Top of DATA FOR THIS TASK
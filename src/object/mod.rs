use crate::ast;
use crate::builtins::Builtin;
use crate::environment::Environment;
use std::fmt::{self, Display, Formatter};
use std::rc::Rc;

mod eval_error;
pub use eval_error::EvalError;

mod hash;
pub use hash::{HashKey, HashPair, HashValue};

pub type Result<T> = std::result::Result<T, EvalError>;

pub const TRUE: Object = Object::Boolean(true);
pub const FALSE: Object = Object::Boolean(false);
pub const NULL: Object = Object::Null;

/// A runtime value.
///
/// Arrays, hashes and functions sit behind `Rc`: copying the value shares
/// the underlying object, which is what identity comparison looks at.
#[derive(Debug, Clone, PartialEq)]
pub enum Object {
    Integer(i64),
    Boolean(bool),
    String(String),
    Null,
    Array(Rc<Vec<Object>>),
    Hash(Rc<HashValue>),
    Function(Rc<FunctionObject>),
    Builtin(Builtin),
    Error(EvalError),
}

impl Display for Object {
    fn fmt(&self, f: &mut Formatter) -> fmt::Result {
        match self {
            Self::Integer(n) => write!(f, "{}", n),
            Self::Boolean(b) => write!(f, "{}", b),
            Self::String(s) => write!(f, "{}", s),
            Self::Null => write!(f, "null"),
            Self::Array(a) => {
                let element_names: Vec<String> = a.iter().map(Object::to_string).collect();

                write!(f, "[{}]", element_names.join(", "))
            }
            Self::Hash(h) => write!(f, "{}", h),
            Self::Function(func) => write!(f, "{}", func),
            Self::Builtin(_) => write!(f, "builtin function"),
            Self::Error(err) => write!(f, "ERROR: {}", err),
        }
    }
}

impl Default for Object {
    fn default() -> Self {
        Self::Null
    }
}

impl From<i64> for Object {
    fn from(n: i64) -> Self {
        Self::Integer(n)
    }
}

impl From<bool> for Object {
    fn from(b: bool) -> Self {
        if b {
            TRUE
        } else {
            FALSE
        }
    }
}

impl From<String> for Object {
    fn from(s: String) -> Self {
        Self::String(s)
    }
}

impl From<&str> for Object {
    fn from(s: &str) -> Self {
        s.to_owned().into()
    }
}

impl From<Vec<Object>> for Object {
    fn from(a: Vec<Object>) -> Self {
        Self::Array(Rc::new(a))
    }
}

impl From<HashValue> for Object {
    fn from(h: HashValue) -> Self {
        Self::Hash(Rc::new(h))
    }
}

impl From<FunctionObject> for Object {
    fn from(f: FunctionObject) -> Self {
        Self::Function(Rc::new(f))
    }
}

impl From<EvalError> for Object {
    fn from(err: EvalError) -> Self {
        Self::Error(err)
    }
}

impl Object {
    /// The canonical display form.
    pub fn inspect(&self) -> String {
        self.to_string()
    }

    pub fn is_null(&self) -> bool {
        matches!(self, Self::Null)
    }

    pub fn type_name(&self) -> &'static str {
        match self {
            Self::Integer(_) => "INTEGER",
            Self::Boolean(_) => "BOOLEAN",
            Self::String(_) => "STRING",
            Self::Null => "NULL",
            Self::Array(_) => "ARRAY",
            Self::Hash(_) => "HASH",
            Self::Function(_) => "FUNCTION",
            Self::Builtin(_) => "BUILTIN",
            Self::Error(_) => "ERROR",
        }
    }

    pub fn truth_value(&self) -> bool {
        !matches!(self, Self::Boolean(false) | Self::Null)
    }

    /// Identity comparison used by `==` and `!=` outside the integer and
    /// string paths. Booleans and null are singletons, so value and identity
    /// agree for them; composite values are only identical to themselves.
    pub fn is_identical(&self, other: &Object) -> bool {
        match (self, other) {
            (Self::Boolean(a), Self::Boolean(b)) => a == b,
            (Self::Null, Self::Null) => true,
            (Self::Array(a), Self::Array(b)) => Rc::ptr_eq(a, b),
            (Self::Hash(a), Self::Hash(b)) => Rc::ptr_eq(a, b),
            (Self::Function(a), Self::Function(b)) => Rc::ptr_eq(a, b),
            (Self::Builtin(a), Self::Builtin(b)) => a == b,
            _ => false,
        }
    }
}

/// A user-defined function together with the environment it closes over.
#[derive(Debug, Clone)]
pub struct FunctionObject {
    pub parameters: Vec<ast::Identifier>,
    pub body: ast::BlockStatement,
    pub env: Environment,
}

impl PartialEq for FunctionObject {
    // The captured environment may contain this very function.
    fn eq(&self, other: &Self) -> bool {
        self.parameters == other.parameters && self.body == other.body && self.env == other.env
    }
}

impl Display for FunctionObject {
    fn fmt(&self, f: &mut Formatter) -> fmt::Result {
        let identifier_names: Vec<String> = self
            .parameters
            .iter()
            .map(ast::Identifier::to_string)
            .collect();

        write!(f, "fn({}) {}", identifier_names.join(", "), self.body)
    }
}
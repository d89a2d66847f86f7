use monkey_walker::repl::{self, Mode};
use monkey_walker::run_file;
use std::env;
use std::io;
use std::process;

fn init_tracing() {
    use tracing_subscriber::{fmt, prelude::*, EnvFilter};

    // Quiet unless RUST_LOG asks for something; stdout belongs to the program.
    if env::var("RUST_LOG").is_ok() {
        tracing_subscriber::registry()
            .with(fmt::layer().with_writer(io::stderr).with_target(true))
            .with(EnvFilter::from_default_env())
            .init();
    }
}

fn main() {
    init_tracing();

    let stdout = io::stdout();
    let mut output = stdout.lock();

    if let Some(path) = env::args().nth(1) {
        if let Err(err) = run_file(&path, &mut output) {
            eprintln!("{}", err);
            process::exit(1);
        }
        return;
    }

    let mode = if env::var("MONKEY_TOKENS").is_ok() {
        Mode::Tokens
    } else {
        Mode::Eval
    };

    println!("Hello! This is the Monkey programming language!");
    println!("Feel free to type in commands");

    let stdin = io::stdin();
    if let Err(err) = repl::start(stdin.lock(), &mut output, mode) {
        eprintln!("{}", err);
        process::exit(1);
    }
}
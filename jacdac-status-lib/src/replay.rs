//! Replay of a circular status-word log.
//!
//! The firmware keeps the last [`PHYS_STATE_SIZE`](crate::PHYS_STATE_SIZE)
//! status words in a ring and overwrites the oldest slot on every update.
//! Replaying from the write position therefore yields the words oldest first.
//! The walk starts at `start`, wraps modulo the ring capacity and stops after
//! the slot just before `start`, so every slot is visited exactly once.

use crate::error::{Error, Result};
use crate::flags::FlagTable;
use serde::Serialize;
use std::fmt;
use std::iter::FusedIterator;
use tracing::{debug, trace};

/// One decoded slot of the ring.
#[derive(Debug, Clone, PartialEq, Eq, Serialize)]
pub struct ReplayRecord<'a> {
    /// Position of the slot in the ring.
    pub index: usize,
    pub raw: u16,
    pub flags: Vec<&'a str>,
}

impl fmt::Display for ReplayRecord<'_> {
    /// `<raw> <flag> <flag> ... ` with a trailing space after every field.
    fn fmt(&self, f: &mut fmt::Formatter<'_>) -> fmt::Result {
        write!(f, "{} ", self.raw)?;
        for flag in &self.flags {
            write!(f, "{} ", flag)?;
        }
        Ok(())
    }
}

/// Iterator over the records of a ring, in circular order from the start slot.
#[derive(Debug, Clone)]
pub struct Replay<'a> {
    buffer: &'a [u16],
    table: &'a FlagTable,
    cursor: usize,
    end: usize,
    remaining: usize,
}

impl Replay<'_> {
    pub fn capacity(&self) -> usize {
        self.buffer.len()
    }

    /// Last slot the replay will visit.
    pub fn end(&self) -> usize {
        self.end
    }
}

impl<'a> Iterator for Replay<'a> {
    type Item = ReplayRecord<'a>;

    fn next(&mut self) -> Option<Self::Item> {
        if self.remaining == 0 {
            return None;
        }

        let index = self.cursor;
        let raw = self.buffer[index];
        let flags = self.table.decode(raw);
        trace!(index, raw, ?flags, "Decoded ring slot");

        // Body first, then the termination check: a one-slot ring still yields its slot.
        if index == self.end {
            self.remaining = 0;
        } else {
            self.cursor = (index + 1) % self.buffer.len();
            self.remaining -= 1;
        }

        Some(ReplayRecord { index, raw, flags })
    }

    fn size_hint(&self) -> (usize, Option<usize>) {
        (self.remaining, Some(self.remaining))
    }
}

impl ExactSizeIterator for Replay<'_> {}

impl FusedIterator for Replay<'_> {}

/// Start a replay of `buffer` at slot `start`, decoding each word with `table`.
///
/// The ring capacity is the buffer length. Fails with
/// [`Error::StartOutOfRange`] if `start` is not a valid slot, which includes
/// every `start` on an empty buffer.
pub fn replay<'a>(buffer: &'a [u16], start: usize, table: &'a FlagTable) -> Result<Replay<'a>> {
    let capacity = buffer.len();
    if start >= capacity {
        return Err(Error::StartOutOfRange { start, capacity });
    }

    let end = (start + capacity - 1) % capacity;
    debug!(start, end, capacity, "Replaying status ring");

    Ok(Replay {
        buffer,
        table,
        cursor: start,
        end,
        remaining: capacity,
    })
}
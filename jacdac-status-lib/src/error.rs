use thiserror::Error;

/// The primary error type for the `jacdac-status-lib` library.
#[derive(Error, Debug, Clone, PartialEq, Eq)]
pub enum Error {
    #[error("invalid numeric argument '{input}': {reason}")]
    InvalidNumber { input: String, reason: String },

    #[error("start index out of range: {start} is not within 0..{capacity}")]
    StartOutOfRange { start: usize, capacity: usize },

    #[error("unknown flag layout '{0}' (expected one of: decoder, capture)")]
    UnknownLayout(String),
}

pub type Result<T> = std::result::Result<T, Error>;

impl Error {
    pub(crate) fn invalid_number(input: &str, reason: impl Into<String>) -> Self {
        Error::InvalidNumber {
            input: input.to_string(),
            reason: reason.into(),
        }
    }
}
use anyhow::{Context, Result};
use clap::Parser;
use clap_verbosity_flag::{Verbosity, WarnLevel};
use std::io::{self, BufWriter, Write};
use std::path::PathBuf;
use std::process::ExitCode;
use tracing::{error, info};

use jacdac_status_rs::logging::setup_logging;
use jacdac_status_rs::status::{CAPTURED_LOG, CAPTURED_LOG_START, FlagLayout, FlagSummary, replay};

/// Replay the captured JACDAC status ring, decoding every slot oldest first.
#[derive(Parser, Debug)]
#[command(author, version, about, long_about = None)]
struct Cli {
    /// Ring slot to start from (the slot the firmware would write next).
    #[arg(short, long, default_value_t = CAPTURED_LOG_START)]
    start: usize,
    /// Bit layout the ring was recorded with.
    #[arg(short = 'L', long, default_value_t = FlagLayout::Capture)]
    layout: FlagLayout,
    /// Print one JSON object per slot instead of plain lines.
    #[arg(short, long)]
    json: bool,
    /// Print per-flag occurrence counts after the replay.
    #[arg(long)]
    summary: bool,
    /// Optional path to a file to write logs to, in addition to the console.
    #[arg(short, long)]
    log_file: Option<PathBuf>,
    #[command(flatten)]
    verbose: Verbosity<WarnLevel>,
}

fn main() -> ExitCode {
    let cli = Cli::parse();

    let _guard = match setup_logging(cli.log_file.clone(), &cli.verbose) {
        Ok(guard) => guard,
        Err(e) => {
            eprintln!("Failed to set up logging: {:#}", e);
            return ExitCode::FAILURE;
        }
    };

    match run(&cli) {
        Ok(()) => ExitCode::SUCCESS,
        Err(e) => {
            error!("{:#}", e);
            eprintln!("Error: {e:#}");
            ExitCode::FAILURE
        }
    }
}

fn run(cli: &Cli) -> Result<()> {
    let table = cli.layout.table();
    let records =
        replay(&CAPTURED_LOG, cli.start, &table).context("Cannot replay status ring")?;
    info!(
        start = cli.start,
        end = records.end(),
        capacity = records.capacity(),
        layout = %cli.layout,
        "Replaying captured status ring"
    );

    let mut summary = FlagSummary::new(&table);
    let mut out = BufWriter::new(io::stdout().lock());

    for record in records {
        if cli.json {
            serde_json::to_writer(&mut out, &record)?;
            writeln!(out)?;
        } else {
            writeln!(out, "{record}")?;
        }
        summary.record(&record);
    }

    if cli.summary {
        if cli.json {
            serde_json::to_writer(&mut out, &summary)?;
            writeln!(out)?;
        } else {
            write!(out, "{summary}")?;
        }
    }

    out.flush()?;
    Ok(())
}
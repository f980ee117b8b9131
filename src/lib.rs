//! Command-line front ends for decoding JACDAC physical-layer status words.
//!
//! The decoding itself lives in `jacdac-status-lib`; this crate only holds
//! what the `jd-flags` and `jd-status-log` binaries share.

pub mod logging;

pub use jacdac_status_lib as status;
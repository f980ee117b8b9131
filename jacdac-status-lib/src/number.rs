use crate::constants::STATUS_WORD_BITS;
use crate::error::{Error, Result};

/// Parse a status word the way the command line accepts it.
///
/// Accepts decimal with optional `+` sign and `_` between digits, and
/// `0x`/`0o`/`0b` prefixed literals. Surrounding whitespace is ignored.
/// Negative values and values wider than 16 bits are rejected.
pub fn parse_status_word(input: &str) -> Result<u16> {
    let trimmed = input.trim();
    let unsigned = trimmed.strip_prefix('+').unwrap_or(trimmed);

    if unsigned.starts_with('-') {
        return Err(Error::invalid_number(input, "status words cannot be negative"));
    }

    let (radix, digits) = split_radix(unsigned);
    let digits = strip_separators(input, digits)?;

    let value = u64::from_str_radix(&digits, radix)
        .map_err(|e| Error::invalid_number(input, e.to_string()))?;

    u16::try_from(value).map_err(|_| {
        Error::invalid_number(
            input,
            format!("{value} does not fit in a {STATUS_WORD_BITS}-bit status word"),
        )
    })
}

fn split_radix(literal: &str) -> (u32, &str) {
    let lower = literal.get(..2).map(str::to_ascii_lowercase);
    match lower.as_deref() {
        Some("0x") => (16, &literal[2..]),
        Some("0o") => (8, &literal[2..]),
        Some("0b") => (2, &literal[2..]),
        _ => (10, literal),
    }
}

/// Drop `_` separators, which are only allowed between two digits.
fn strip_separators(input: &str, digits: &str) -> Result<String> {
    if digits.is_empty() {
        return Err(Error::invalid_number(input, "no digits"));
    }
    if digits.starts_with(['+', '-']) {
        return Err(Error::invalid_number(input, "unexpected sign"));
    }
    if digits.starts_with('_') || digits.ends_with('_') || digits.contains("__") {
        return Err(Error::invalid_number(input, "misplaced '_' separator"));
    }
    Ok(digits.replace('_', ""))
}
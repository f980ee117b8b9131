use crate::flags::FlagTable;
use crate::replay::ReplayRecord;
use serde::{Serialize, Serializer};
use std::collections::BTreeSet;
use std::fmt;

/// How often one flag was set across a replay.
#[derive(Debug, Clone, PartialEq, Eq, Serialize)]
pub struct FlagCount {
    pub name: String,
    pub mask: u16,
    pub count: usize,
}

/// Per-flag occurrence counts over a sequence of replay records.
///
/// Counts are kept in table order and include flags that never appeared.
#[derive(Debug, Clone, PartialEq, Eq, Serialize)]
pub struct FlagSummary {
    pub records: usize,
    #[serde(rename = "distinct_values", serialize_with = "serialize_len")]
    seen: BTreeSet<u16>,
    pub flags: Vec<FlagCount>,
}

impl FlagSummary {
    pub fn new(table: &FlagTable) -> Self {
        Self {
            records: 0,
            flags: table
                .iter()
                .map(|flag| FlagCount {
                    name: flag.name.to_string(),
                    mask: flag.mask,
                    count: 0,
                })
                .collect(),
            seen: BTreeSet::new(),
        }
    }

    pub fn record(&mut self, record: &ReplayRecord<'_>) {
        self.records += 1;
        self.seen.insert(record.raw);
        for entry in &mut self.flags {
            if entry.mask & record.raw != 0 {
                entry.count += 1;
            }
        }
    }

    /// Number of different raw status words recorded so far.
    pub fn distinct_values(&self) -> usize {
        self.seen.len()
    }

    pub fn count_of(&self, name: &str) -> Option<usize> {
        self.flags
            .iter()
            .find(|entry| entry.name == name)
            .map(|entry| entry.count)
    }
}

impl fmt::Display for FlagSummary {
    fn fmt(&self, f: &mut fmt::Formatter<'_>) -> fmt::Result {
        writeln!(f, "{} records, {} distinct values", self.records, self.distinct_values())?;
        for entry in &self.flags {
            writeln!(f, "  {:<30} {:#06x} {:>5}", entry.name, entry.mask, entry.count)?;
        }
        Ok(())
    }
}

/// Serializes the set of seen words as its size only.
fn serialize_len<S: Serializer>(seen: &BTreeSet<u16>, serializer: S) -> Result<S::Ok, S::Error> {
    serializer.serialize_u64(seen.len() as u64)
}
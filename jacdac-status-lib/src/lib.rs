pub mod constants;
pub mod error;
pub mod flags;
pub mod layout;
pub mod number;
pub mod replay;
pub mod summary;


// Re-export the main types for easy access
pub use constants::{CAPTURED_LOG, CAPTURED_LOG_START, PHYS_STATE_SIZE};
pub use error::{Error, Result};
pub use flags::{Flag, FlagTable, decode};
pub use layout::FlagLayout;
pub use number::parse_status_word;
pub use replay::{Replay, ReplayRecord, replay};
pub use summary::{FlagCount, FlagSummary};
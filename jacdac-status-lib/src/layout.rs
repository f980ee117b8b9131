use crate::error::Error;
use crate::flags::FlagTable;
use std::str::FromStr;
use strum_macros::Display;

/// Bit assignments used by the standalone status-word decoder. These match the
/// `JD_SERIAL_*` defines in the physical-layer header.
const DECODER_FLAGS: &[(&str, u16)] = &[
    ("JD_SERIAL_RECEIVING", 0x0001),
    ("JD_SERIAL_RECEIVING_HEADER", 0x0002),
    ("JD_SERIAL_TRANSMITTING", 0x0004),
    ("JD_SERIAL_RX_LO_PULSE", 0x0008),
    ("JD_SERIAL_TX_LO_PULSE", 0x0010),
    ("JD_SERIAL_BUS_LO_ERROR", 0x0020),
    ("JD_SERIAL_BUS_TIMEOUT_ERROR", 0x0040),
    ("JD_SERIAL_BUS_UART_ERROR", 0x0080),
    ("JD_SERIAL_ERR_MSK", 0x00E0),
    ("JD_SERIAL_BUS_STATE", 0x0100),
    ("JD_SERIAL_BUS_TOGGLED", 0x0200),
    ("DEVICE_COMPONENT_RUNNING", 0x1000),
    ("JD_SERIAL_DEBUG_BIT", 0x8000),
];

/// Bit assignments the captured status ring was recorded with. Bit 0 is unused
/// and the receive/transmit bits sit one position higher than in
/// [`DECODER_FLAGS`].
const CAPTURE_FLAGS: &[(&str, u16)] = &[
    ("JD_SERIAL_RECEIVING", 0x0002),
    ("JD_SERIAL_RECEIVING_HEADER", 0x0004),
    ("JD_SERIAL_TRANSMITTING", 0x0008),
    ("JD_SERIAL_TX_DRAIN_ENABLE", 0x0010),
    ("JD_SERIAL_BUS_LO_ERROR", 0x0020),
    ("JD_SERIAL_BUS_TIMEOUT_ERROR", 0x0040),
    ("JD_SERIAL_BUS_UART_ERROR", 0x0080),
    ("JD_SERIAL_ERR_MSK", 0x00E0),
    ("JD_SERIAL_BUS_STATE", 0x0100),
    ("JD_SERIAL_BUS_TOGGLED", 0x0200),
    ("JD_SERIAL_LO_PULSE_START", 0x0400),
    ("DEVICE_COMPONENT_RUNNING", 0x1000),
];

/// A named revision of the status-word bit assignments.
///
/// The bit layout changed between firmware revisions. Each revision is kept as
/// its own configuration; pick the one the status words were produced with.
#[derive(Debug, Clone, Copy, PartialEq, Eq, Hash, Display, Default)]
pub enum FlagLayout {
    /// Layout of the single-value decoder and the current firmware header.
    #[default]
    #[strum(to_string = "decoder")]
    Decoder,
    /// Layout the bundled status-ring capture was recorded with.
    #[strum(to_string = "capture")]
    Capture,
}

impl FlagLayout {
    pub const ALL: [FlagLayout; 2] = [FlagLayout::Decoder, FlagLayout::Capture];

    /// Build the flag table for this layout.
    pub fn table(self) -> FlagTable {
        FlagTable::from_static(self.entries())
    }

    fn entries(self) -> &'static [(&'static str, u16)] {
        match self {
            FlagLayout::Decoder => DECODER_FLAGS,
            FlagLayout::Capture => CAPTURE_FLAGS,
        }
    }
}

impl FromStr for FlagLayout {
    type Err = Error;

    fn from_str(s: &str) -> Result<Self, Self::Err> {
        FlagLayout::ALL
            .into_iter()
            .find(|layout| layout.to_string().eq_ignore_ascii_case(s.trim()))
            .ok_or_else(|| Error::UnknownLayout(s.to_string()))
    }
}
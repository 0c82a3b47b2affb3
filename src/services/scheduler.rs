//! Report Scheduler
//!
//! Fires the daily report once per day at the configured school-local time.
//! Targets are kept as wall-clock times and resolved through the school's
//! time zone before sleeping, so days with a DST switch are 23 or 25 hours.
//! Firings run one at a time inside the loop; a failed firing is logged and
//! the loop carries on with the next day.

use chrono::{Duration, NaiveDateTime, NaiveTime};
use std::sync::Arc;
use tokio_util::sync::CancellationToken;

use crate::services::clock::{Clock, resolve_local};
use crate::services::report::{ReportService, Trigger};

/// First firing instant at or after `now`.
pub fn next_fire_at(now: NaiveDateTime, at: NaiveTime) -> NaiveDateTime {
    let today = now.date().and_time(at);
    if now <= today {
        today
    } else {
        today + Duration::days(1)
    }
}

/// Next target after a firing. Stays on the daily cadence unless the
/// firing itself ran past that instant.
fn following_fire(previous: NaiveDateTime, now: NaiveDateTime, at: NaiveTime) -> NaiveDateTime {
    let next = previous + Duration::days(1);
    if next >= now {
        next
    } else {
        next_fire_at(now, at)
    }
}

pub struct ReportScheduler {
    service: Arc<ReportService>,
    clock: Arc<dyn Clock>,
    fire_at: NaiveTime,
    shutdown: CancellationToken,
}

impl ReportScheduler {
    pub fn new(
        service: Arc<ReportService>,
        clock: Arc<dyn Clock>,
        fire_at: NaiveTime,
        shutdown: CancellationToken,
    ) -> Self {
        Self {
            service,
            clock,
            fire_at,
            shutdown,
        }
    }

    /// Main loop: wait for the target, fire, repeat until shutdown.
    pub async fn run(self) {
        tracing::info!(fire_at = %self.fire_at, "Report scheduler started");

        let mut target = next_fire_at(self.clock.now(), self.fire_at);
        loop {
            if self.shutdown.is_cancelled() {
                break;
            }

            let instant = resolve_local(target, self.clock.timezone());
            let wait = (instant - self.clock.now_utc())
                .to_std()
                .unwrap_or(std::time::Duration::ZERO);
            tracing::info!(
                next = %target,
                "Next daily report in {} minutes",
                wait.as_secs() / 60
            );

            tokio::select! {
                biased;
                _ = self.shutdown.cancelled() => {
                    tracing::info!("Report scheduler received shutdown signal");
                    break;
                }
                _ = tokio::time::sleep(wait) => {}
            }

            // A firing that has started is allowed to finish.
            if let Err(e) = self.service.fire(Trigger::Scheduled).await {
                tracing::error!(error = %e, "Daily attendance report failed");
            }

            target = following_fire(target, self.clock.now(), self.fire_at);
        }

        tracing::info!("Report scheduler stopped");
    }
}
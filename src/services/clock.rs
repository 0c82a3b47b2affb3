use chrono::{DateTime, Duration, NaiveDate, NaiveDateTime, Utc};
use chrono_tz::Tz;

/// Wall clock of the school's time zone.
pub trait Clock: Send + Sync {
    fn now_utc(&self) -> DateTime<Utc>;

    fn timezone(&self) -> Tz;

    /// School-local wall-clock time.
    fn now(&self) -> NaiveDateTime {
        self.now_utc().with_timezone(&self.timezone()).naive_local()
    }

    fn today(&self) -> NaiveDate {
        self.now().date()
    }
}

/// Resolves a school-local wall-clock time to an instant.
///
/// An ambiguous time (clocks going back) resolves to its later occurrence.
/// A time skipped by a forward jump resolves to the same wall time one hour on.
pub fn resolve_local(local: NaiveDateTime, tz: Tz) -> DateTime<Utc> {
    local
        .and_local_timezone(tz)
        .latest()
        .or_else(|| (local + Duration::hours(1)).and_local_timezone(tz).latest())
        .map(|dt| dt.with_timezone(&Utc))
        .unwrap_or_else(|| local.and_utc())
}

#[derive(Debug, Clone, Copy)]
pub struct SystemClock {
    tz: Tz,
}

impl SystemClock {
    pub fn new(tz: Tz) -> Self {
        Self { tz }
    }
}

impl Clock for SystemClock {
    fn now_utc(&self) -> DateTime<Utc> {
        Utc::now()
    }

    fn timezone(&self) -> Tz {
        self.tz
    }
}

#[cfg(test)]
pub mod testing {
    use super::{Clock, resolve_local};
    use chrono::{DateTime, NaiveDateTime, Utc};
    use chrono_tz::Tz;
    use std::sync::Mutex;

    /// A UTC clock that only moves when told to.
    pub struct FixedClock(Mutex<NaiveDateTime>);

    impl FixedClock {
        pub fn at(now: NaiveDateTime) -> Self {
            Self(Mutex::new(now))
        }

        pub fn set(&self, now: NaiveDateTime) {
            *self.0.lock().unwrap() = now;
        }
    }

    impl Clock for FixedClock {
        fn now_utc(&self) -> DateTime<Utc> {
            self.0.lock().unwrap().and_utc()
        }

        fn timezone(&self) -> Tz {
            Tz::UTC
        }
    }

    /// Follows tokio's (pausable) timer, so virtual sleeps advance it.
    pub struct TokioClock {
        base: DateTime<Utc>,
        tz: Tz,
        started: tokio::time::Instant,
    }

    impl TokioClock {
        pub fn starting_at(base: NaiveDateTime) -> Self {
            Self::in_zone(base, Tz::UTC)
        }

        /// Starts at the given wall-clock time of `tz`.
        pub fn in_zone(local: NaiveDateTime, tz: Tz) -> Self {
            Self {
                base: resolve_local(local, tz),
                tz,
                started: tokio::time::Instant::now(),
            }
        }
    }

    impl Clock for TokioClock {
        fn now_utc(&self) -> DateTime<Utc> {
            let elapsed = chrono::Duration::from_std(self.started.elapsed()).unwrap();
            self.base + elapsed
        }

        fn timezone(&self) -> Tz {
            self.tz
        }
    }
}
Bottom of DATA FOR THIS TASK
*HOW TO COMPLETE THIS TASK:*
Using only the listing above, restate exactly the lines from the line containing "if let Err(err) = run_file(&path, &mut" through the line containing "replay will visit.", both included.

*ANSWER TO THE PROBLEM:*
        if let Err(err) = run_file(&path, &mut output) {
            eprintln!("{}", err);
            process::exit(1);
        }
        return;
    }

    let mode = if env::var("MONKEY_TOKENS").is_ok() {
        Mode::Tokens
    } else {
        Mode::Eval
    };

    println!("Hello! This is the Monkey programming language!");
    println!("Feel free to type in commands");

    let stdin = io::stdin();
    if let Err(err) = repl::start(stdin.lock(), &mut output, mode) {
        eprintln!("{}", err);
        process::exit(1);
    }
}
filename jacdac-status-lib/src/replay.rs
//! Replay of a circular status-word log.
//!
//! The firmware keeps the last [`PHYS_STATE_SIZE`](crate::PHYS_STATE_SIZE)
//! status words in a ring and overwrites the oldest slot on every update.
//! Replaying from the write position therefore yields the words oldest first.
//! The walk starts at `start`, wraps modulo the ring capacity and stops after
//! the slot just before `start`, so every slot is visited exactly once.

use crate::error::{Error, Result};
use crate::flags::FlagTable;
use serde::Serialize;
use std::fmt;
use std::iter::FusedIterator;
use tracing::{debug, trace};

/// One decoded slot of the ring.
#[derive(Debug, Clone, PartialEq, Eq, Serialize)]
pub struct ReplayRecord<'a> {
    /// Position of the slot in the ring.
    pub index: usize,
    pub raw: u16,
    pub flags: Vec<&'a str>,
}

impl fmt::Display for ReplayRecord<'_> {
    /// `<raw> <flag> <flag> ... ` with a trailing space after every field.
    fn fmt(&self, f: &mut fmt::Formatter<'_>) -> fmt::Result {
        write!(f, "{} ", self.raw)?;
        for flag in &self.flags {
            write!(f, "{} ", flag)?;
        }
        Ok(())
    }
}

/// Iterator over the records of a ring, in circular order from the start slot.
#[derive(Debug, Clone)]
pub struct Replay<'a> {
    buffer: &'a [u16],
    table: &'a FlagTable,
    cursor: usize,
    end: usize,
    remaining: usize,
}

impl Replay<'_> {
    pub fn capacity(&self) -> usize {
        self.buffer.len()
    }

    /// Last slot the replay will visit.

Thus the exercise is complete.